The records below are to be quoted in full; please keep every word exact.

BEGIN Recorded information

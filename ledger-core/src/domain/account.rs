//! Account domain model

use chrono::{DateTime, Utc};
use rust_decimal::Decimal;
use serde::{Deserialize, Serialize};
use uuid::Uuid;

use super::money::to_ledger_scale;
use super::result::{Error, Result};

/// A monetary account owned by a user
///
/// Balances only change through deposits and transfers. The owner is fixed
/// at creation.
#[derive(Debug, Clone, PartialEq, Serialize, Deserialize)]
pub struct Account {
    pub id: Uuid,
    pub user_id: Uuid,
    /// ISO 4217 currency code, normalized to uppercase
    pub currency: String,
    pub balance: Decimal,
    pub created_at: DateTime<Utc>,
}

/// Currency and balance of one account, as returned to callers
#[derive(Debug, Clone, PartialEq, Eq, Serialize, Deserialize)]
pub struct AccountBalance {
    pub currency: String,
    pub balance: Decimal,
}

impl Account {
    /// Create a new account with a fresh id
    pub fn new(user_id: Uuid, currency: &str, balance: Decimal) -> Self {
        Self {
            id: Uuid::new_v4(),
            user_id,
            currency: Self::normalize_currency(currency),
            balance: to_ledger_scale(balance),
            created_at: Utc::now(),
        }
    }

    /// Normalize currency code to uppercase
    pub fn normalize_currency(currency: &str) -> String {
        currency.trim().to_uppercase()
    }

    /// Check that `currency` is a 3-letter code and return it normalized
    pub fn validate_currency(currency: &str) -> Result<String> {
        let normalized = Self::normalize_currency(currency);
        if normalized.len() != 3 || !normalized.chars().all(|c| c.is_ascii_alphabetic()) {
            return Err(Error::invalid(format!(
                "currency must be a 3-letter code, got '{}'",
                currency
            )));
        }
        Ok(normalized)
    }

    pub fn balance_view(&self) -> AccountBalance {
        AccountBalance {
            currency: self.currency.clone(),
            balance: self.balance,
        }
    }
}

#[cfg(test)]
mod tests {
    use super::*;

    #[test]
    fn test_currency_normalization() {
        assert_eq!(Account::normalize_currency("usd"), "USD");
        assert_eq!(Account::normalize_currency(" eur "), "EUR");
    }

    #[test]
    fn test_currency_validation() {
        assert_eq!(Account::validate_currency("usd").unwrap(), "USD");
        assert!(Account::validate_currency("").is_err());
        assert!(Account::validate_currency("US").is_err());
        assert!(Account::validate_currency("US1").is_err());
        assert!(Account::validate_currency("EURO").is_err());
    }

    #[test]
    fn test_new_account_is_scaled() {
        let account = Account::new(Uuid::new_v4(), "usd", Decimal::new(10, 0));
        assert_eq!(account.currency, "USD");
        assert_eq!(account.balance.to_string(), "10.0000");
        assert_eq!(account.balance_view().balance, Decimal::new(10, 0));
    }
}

END Recorded information

## Response to this task
filename ledger-core/src/domain/account.rs
//! Account domain model

use chrono::{DateTime, Utc};
use rust_decimal::Decimal;
use serde::{Deserialize, Serialize};
use uuid::Uuid;

use super::money::to_ledger_scale;
use super::result::{Error, Result};

/// A monetary account owned by a user
///
/// Balances only change through deposits and transfers. The owner is fixed
/// at creation.
#[derive(Debug, Clone, PartialEq, Serialize, Deserialize)]
pub struct Account {
    pub id: Uuid,
    pub user_id: Uuid,
    /// ISO 4217 currency code, normalized to uppercase
    pub currency: String,
    pub balance: Decimal,
    pub created_at: DateTime<Utc>,
}

/// Currency and balance of one account, as returned to callers
#[derive(Debug, Clone, PartialEq, Eq, Serialize, Deserialize)]
pub struct AccountBalance {
    pub currency: String,
    pub balance: Decimal,
}

impl Account {
    /// Create a new account with a fresh id
    pub fn new(user_id: Uuid, currency: &str, balance: Decimal) -> Self {
        Self {
            id: Uuid::new_v4(),
            user_id,
            currency: Self::normalize_currency(currency),
            balance: to_ledger_scale(balance),
            created_at: Utc::now(),
        }
    }

    /// Normalize currency code to uppercase
    pub fn normalize_currency(currency: &str) -> String {
        currency.trim().to_uppercase()
    }

    /// Check that `currency` is a 3-letter code and return it normalized
    pub fn validate_currency(currency: &str) -> Result<String> {
        let normalized = Self::normalize_currency(currency);
        if normalized.len() != 3 || !normalized.chars().all(|c| c.is_ascii_alphabetic()) {
            return Err(Error::invalid(format!(
                "currency must be a 3-letter code, got '{}'",
                currency
            )));
        }
        Ok(normalized)
    }

    pub fn balance_view(&self) -> AccountBalance {
        AccountBalance {
            currency: self.currency.clone(),
            balance: self.balance,
        }
    }
}

#[cfg(test)]
mod tests {
    use super::*;

    #[test]
    fn test_currency_normalization() {
        assert_eq!(Account::normalize_currency("usd"), "USD");
        assert_eq!(Account::normalize_currency(" eur "), "EUR");
    }

    #[test]
    fn test_currency_validation() {
        assert_eq!(Account::validate_currency("usd").unwrap(), "USD");
        assert!(Account::validate_currency("").is_err());
        assert!(Account::validate_currency("US").is_err());
        assert!(Account::validate_currency("US1").is_err());
        assert!(Account::validate_currency("EURO").is_err());
    }

    #[test]
    fn test_new_account_is_scaled() {
        let account = Account::new(Uuid::new_v4(), "usd", Decimal::new(10, 0));
        assert_eq!(account.currency, "USD");
        assert_eq!(account.balance.to_string(), "10.0000");
        assert_eq!(account.balance_view().balance, Decimal::new(10, 0));
    }
}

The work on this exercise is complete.